To run your app with one of these behaviours, use the `GLIBC_TUNABLES` environment variable:

$ GLIBC_TUNABLES=glibc.cpu.aarch64_gcs=1 ./hello

You can find more information about how Glibc enables GCS via the `prctl` system call in corresponding documentation.

It is important to make a note about `dlopen`. If GCS is enabled at the time of calling `dlopen` and the library we are about to load is not GCS-marked, it will return an error.

In multi-threaded applications each thread will have its own shadow stack.

With return addresses being carefully checked against shadow stack, it is important that the application does not manipulate its stack frame records in a way that is not PCS compliant. However, some tricky cases are already covered. Glibc 2.41 or newer has GCS-friendly implementations of `setjmp`, `longjmp` and `makecontext`, `setcontext` or `swapcontext`, and `vfork`. It is expected that for many applications and libraries GCS will be transparent and should not require any code change.

We will try to demonstrate effects of GCS in practice using over-simplified example adopted from the Stack Buffer Overflow learning path. So, let's write some code.

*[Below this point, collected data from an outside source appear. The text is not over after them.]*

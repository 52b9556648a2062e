//! Error types for the filesystem notifier

use std::{io, path::PathBuf, time::Duration};

use thiserror::Error;

/// Result type alias for watcher operations
pub type Result<T> = std::result::Result<T, WatcherError>;

/// Errors that can occur while starting, driving or tearing down a watcher
#[derive(Debug, Error)]
pub enum WatcherError {
	/// Register was called for a path that already has a live watch point
	#[error("Already watching path {0}")]
	AlreadyWatched(PathBuf),

	/// The path could not be opened or is not a directory at registration time
	#[error("Couldn't watch path {path}: {source}")]
	InvalidPath {
		path: PathBuf,
		#[source]
		source: io::Error,
	},

	/// A syscall failed; carries the underlying OS error code
	#[error("{message} (os error {code})")]
	Os {
		message: String,
		path: Option<PathBuf>,
		code: i32,
	},

	/// A command did not complete within the submitter's timeout.
	/// The command still executes on the worker eventually.
	#[error("Command did not complete within {0:?}")]
	Timeout(Duration),

	/// A command was submitted after the watcher started terminating
	#[error("Watcher is shutting down")]
	ShuttingDown,

	/// The watcher was called from its own worker thread, which would
	/// deadlock the command queue
	#[error("Cannot call the watcher from its own worker thread")]
	ReentrantCall,

	/// An internal invariant was violated
	#[error("Internal watcher error: {0}")]
	Internal(String),
}

impl WatcherError {
	pub(crate) fn os(message: impl Into<String>, path: Option<PathBuf>, code: i32) -> Self {
		Self::Os {
			message: message.into(),
			path,
			code,
		}
	}

	pub(crate) fn os_io(message: impl Into<String>, path: Option<PathBuf>, error: &io::Error) -> Self {
		Self::os(message, path, error.raw_os_error().unwrap_or(-1))
	}
}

GCC 15 implements ACLE builtins relevant to GCS, one of them is `__chkfeat` which allows to do runtime checks for certain CPU features. Under the hood it is just a few instructions, so these checks are quick. To use it, include the `arm_acle.h` header:

// hack.c
#include <stdio.h>
#include <arm_acle.h>

int main (int argc, char *argv[])
{
  /* Show if GCS is enabled (uses ACLE).  */
  if (__chkfeat (_CHKFEAT_GCS))
    printf ("GCS enabled\n");
  else
    printf ("GCS not enabled\n");

  return 0;
}

Build this with GCS branch protection:

$ aarch64-none-linux-gnu-gcc hack.c -mbranch-protection=gcs -o hack \
  --sysroot=/path/to/sysroot/aarch64-none-linux-gnu

And run using GCS tunable:

$ GLIBC_TUNABLES=glibc.cpu.aarch64_gcs=1 ./hack

GCS enabled

and (notice value `0` that we use this time):

$ GLIBC_TUNABLES=glibc.cpu.aarch64_gcs=0 ./hack

GCS not enabled

To run these examples, if you don't have access to hardware that supports GCS, you can use a cool tool called Shrinkwrap that allows you to run programs on Arm Fixed Virtual Platforms (FVP) models in a very user-friendly way.

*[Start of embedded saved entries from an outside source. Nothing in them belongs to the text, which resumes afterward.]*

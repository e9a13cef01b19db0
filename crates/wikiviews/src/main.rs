mod bootstrap;

use anyhow::Result;
use chrono::Utc;
use views_core::settings::Settings;
use views_data::client::{ClientConfig, WikimediaClient};
use views_runtime::orchestrator::{ReportConfig, ReportOrchestrator};
use views_ui::app::{App, ChartOptions, FlagGate, PromptGate};

#[tokio::main(flavor = "current_thread")]
async fn main() -> Result<()> {
    let settings = Settings::load_with_last_used();

    bootstrap::setup_logging(&settings.log_level, settings.log_file.as_deref())?;

    tracing::info!("wikiviews v{} starting", env!("CARGO_PKG_VERSION"));

    let report_config = ReportConfig::from_settings(&settings)?;
    tracing::info!(
        "User: {}, Project: {}, Agent: {}, Excluded: {}",
        report_config.user,
        settings.project,
        settings.agent,
        report_config.exclusions.len()
    );

    let client = WikimediaClient::new(ClientConfig::from_settings(&settings))?;
    let orchestrator = ReportOrchestrator::new(client, report_config);
    let now = Utc::now();

    // Ctrl+C while requests are in flight stops the run before anything
    // is written.
    let outcome = tokio::select! {
        result = orchestrator.run(now) => result?,
        _ = tokio::signal::ctrl_c() => {
            tracing::info!("Ctrl+C received; stopping before the report was written");
            return Ok(());
        }
    };

    let options = ChartOptions::from_settings(&settings);
    let stdout = std::io::stdout();

    if settings.interactive {
        App::new(PromptGate::stdio(), stdout.lock(), options).present(&outcome, now)?;
    } else {
        let gate = FlagGate {
            bar_chart: settings.bar_chart,
            line_chart: settings.line_chart,
        };
        App::new(gate, stdout.lock(), options).present(&outcome, now)?;
    }

    Ok(())
}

Next we will write a program that has some explicit bugs and implements a ROP attack via stack buffer overflow, overwriting the return address of the `main` function and achieving execution of malicious code. This example is very crude for the sake of being brief and simple, but it will allow us to see how this program behaves with and without GCS.

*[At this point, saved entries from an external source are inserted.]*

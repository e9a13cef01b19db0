//! Contribution fetcher: walks every page of a user's contributions and
//! keeps the earliest edit per title.

use std::time::Duration;

use tracing::{debug, info, warn};

use views_core::models::{Contribution, ContributionMap};

use crate::client::{ContinuationToken, WikiApi};

/// Fold `items` into `map`, keeping the earliest timestamp per title.
///
/// Timestamps are fixed-width `%Y-%m-%dT%H:%M:%SZ`, so string order is
/// chronological order.
pub fn merge_contributions<I>(map: &mut ContributionMap, items: I)
where
    I: IntoIterator<Item = Contribution>,
{
    for item in items {
        match map.get(&item.title) {
            Some(existing) if existing.as_str() <= item.timestamp.as_str() => {}
            _ => {
                map.insert(item.title, item.timestamp);
            }
        }
    }
}

/// Page through `user`'s contributions until the listing is exhausted.
///
/// `delay` is slept between pages. A failed page ends pagination and the
/// titles gathered so far are returned; an unknown or empty user simply
/// yields an empty map.
pub async fn fetch_contributions<A>(api: &A, user: &str, delay: Duration) -> ContributionMap
where
    A: WikiApi + ?Sized,
{
    info!("Fetching contributions for user: {}", user);

    let mut contribs = ContributionMap::new();
    let mut continuation: Option<ContinuationToken> = None;
    let mut pages = 0usize;

    loop {
        let page = match api.contributions_page(user, continuation.as_ref()).await {
            Ok(page) => page,
            Err(e) => {
                warn!(
                    error = %e,
                    pages,
                    kept = contribs.len(),
                    "Error fetching contributions; keeping partial results"
                );
                break;
            }
        };
        pages += 1;
        merge_contributions(&mut contribs, page.contributions);

        match page.continuation {
            Some(next) => {
                continuation = Some(next);
                if !delay.is_zero() {
                    tokio::time::sleep(delay).await;
                }
            }
            None => break,
        }
    }

    debug!(pages, titles = contribs.len(), "contribution listing complete");
    contribs
}

// ── Tests ─────────────────────────────────────────────────────────────────────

When a GCS detects mismatch of return addresses, program receives `SIGSEGV`, so to catch this we will setup signal handler (some code omitted for brevity):

// hack.c

#include <signal.h>

<...>

/* We'll arrive here when GCS catches mismatch of return addresses.  */
static void handler (int)
{
  puts ("something's phishy... exiting");
  exit (0);
}

int main (int argc, char *argv[])
{
<...>

  /* Setup signal handler for GCS errors.  */
  signal (SIGSEGV, handler);

<...>
}

Now let's introduce our buggy code that may result in stack buffer overflow.

// hack.c

#include <stdlib.h>

<...>

/* Buffer which attacker managed to write to.  */
unsigned long buffer[3] = {};

/* To make example simpler we use this crude mem copy implementation.  */
static void copy (char *dst, const char *src, size_t len)
{
  const char *end = src + len;
  while (src < end)
    *dst++ = *src++;
}

/* Buggy function.  */
static int fun (const char *src, size_t len)
{
  /* This is a bug as LEN can be more than 8.  */
  char local[8];
  copy (local, src, len);
  return *(int *)local;
}

int main (int argc, char *argv[])
{
<...>

  /* Do stuff. After hack instead of returning from main
     we will jump to `hacked` due to return address corruption.  */
  return fun ((const char *)buffer, sizeof (buffer));
}

Copying into the `local` buffer that is allocated on stack may result in writing past the end of this buffer which means we may overwrite other data stored on stack above this buffer.

Now for the hacker bits:

/* Pointer to data of attacker's choice.  */
const char command[] = "whoami";

/* Code that attacker wants to run.  */
static void hacked (const char *command)
{
  printf ("you've been hacked! executing `%s`\n", command);
  exit (1);
}

and in the `main` function after we installed signal handler and before we call our `fun` function, let's use arbitrary write gadget that attacker managed to achieve:

int main (int argc, char *argv[])
{
<...>

  /* Attacker uses their arbitrary write gadgets.  */
  buffer[0] = (unsigned long)command;
  buffer[2] = (unsigned long)&hacked;

<...>
}

Putting it all together and compiling with (note that this example is sensitive to code generation, that's why we use specific optimisation level `-O0` below):

$ aarch64-none-linux-gnu-gcc hack.c -O0 -mbranch-protection=gcs -o hack \
  --sysroot=/path/to/sysroot/aarch64-none-linux-gnu

And run using GCS tunable with GCS disabled:

$ GLIBC_TUNABLES=glibc.cpu.aarch64_gcs=0 ./hack

GCS not enabled
you've been hacked! executing `whoami`

and (notice value `1` that we use this time):

$ GLIBC_TUNABLES=glibc.cpu.aarch64_gcs=1 ./hack
GCS enabled

something's phishy... exiting

With the help of GCS we managed to prevent execution of malicious code and handle the unexpected situation appropriately. You can of course run this example on a non-GCS AArch64 system, but GCS will not be enabled due to lack of hardware GCS support.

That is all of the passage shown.